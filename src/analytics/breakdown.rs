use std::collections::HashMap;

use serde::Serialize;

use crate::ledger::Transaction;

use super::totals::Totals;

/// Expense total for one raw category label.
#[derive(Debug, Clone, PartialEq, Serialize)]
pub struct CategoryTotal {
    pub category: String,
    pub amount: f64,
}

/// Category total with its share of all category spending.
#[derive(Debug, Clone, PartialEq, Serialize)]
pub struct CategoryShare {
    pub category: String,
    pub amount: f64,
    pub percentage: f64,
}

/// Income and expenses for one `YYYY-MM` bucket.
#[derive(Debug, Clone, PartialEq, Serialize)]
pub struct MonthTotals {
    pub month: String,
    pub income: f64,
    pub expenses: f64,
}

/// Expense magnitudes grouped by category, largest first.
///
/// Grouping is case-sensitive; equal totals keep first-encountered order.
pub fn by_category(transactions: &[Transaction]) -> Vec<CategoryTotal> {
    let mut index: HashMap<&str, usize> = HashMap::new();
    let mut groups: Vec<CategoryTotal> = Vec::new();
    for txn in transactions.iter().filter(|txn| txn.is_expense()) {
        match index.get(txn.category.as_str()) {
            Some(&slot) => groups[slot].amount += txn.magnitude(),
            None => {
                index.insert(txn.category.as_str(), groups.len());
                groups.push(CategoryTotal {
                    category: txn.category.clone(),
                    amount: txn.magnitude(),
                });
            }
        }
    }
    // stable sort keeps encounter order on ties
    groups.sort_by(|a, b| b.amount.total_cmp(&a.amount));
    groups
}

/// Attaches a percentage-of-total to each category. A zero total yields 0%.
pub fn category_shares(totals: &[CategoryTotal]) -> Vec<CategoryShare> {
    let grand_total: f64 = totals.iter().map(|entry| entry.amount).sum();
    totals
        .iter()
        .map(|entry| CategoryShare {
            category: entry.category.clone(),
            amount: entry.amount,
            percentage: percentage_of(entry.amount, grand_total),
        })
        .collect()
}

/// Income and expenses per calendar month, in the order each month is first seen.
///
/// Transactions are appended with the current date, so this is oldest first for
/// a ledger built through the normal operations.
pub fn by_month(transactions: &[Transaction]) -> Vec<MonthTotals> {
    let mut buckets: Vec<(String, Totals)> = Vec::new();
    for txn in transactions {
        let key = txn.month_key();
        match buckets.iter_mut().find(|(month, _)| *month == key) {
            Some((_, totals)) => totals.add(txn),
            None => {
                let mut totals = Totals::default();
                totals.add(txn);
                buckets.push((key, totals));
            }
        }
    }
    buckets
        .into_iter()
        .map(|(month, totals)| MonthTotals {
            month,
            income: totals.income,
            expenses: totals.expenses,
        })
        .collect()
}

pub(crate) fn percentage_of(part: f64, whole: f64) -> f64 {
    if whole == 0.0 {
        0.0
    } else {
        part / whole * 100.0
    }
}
--
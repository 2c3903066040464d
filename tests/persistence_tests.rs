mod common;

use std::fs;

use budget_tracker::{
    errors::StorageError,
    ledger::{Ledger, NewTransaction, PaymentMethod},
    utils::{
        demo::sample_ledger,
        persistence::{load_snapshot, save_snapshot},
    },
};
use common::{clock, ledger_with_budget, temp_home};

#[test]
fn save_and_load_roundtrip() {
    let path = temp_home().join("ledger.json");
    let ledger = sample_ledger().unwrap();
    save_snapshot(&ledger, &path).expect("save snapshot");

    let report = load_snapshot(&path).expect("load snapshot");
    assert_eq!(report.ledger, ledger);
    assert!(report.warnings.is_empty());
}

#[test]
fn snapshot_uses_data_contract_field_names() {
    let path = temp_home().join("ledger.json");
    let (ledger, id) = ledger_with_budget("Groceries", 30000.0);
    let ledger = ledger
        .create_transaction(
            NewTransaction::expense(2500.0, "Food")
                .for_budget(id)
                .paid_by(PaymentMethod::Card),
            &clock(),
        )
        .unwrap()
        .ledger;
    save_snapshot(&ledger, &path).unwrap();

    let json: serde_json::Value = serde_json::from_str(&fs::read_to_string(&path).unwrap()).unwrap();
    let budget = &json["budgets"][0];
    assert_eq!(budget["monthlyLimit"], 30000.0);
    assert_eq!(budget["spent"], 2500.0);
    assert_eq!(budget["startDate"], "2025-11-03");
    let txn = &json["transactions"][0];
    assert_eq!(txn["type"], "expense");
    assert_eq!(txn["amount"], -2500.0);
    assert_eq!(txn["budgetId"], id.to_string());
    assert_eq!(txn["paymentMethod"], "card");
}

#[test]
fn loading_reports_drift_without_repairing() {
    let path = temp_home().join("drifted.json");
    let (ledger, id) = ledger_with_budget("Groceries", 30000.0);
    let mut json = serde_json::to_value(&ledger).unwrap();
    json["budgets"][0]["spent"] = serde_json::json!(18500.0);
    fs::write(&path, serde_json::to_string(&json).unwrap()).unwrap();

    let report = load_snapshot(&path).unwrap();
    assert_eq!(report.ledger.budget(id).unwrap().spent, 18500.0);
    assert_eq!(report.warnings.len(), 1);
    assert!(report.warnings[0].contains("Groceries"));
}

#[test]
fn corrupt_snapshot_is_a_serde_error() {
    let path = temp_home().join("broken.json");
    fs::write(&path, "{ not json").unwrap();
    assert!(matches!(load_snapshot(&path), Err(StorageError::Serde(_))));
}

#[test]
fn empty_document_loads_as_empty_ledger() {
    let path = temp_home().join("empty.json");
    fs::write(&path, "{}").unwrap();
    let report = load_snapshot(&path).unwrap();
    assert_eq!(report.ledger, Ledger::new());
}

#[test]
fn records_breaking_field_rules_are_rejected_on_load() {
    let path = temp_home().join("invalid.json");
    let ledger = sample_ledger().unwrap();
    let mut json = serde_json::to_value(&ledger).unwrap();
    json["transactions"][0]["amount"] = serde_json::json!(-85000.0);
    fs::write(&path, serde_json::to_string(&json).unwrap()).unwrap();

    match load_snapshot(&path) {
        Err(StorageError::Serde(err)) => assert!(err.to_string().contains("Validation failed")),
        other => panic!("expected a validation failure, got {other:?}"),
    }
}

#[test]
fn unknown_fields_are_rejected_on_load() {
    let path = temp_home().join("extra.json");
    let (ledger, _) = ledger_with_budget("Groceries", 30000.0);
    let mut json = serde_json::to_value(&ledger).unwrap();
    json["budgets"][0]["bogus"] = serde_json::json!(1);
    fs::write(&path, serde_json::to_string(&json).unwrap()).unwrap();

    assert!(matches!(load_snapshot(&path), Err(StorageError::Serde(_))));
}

**EXERCISE DIRECTIONS:**
Each line of the entries above that has the word "expenses" is to be copied.

**PROBLEM SOLUTION:**
/// Income and expenses for one `YYYY-MM` bucket.
    pub expenses: f64,
/// Income and expenses per calendar month, in the order each month is first seen.
            expenses: totals.expenses,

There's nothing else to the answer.